[2023国際ロボット展リポートvol.26] それぞれのアプローチでロボット普及を推進/パナソニックHD、KUKA、ハイウィン、ファーロボティクス、山洋電機、NEDO
自社製品の組み合わせでアプリケーション展示/ハイウィン
台湾のハイウィン(日本法人:神戸市西区、林育志代表取締役副社長)は、ロボットだけでなく直動機器やベアリングなどさまざまなFA(ファクトリーオートメーション=工場自動化)機器を開発、製造するメーカーだ。 営業技術部の佐伯篤志次長は「従来の国際ロボット展ではロボットそのものを展示のメインに位置付けてきたが、今回展ではロボットを核に自社製品のFA機器を組み合わせたアプリケーションとして展示した」と話す。 特に力を入れたのは物流や溶接。

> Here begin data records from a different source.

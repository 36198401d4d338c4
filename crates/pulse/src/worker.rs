//! Single-flight background delivery of queued requests.

use crate::store::DurableStore;
use crate::transport::{Outcome, Transport};
use crate::wire::Renderer;
use std::sync::atomic::{AtomicBool, Ordering};
use std::sync::{Arc, PoisonError, RwLock};
use tokio::sync::watch;
use tracing::{debug, error, instrument, warn};

/// The device identifier requests are delivered under.
///
/// Delivery waits until one is known.
#[derive(Debug, Default)]
pub struct DeviceIdentity {
    id: RwLock<Option<String>>,
}

impl DeviceIdentity {
    pub fn new(id: Option<String>) -> Self {
        Self {
            id: RwLock::new(id),
        }
    }

    pub fn get(&self) -> Option<String> {
        self.id
            .read()
            .unwrap_or_else(PoisonError::into_inner)
            .clone()
    }

    pub fn set(&self, id: impl Into<String>) {
        *self.id.write().unwrap_or_else(PoisonError::into_inner) = Some(id.into());
    }
}

/// Starts delivery workers, never more than one at a time.
pub struct Dispatcher {
    store: Arc<DurableStore>,
    transport: Arc<dyn Transport>,
    renderer: Arc<Renderer>,
    device: Arc<DeviceIdentity>,
    running: Arc<AtomicBool>,
    pending_tick: Arc<AtomicBool>,
    /// Number of worker tasks that have not finished yet.
    active: Arc<watch::Sender<usize>>,
}

impl Dispatcher {
    pub fn new(
        store: Arc<DurableStore>,
        transport: Arc<dyn Transport>,
        renderer: Arc<Renderer>,
        device: Arc<DeviceIdentity>,
    ) -> Self {
        Self {
            store,
            transport,
            renderer,
            device,
            running: Arc::new(AtomicBool::new(false)),
            pending_tick: Arc::new(AtomicBool::new(false)),
            active: Arc::new(watch::channel(0).0),
        }
    }

    /// Whether a delivery worker is currently running.
    pub fn is_running(&self) -> bool {
        self.running.load(Ordering::SeqCst)
    }

    /// Start a delivery worker if requests are pending and none is running.
    ///
    /// Returns whether a worker was started. The caller never waits for
    /// delivery; use [`Dispatcher::wait_idle`] for that.
    #[instrument(skip(self))]
    pub async fn tick(&self) -> bool {
        match self.store.is_empty_requests().await {
            Ok(true) => return false,
            Ok(false) => {}
            Err(e) => {
                warn!(error = %e, "could not read request queue");
                return false;
            }
        }

        // Set before claiming the slot so a running worker that is about to
        // exit still observes this tick.
        self.pending_tick.store(true, Ordering::SeqCst);
        if !claim(&self.running) {
            debug!("delivery worker already running");
            return false;
        }
        self.pending_tick.store(false, Ordering::SeqCst);

        let worker = DeliveryWorker {
            store: self.store.clone(),
            transport: self.transport.clone(),
            renderer: self.renderer.clone(),
            device: self.device.clone(),
        };
        let running = self.running.clone();
        let pending_tick = self.pending_tick.clone();
        self.active.send_modify(|active| *active += 1);
        let task = ActiveTask(self.active.clone());

        tokio::spawn(async move {
            let _task = task;
            loop {
                {
                    let _slot = RunningSlot(running.clone());
                    worker.run().await;
                }
                // a tick refused while the worker ran gets one more pass
                if !pending_tick.swap(false, Ordering::SeqCst) || !claim(&running) {
                    break;
                }
            }
        });

        true
    }

    /// Wait until no delivery worker is running.
    ///
    /// Any number of callers may wait at once; all of them return when the
    /// last worker, including its extra pass, has finished.
    pub async fn wait_idle(&self) {
        let mut active = self.active.subscribe();
        // the sender lives as long as `self`, so this cannot fail
        let _ = active.wait_for(|active| *active == 0).await;
    }
}

fn claim(running: &AtomicBool) -> bool {
    running
        .compare_exchange(false, true, Ordering::SeqCst, Ordering::SeqCst)
        .is_ok()
}

/// Releases the single-flight slot when the worker ends, however it ends.
struct RunningSlot(Arc<AtomicBool>);

impl Drop for RunningSlot {
    fn drop(&mut self) {
        self.0.store(false, Ordering::SeqCst);
    }
}

/// Marks a spawned worker task as finished when dropped.
struct ActiveTask(Arc<watch::Sender<usize>>);

impl Drop for ActiveTask {
    fn drop(&mut self) {
        if std::thread::panicking() {
            error!("delivery worker terminated abnormally");
        }
        self.0.send_modify(|active| *active = active.saturating_sub(1));
    }
}

/// Drains the request queue head first, one exchange at a time.
struct DeliveryWorker {
    store: Arc<DurableStore>,
    transport: Arc<dyn Transport>,
    renderer: Arc<Renderer>,
    device: Arc<DeviceIdentity>,
}

impl DeliveryWorker {
    async fn run(&self) {
        let mut delivered = 0usize;

        loop {
            let request = match self.store.first_request().await {
                Ok(Some(request)) => request,
                Ok(None) => break,
                Err(e) => {
                    warn!(error = %e, "could not read request queue");
                    break;
                }
            };

            let Some(device_id) = self.device.get() else {
                debug!(
                    kind = request.kind.name(),
                    "no device id available yet, deferring delivery"
                );
                break;
            };

            let outcome = match self.renderer.prepare(&request, &device_id) {
                Ok(wire) => match self.transport.send(&wire).await {
                    Ok(status) => {
                        let outcome = Outcome::classify(status);
                        if outcome != Outcome::Delivered {
                            warn!(status, kind = request.kind.name(), "collector did not accept request");
                        }
                        outcome
                    }
                    Err(e) => {
                        warn!(error = %e, kind = request.kind.name(), "request delivery failed");
                        Outcome::Retry
                    }
                },
                Err(e) => {
                    error!(error = %e, kind = request.kind.name(), "request cannot be rendered, dropping");
                    Outcome::Rejected
                }
            };

            if outcome == Outcome::Retry {
                debug!("stopping delivery until next tick");
                break;
            }

            if let Err(e) = self.store.remove_request(&request).await {
                warn!(error = %e, "could not remove request from queue");
                break;
            }
            if outcome == Outcome::Delivered {
                delivered += 1;
            }
        }

        debug!(delivered, "delivery worker finished");
    }
}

以前からトータルソリューションをうたってきたが、実際の展示にそれを反映した形だ。 その他、日本では東京などに設置する「ロボット技術センター」で概念検証できる点などをPRした。「普段からロボットに接している私たちが当たり前と思っていることは、初めて見たり触ったりする人にはそうではない。学校や地域などからロボットを使ったイベントの要望もあり、アプリケーションでの展示を意識するようになった」と語る。
曲面の研磨も一定の力で/ファーロボティクス
オーストリアに本拠地を置くファーロボティクスは、ロボットを使った自動研磨を提案した。 同社のエンドエフェクターを使うことでワークの形状にならって一定の力を加えることができ、研削加工やバリ取り、溶接スパッタの除去、バフによる仕上げ研磨を自動化できる。ツール本体に封入した空気の圧力を解析することで、滑らかな制御を実現した。 「独自の制御技術が肝。フィードバックのタイムラグがあると、素早く動かしながらリアルタイムで押し付け力を制御するのは難しいが、わが社の方式ならワークに合わせて常に最適な力をキープして加工できる」と日本オフィスの澤木一吉ディレクター。「欧州の大手自動車メーカーでは導入の実績があり、日本でもPRに力を入れる。iREXには今回初めて単独で出展した。高速かつ一定の力で研磨する難しさを知っている人にはとても驚かれている」と手ごたえを語る。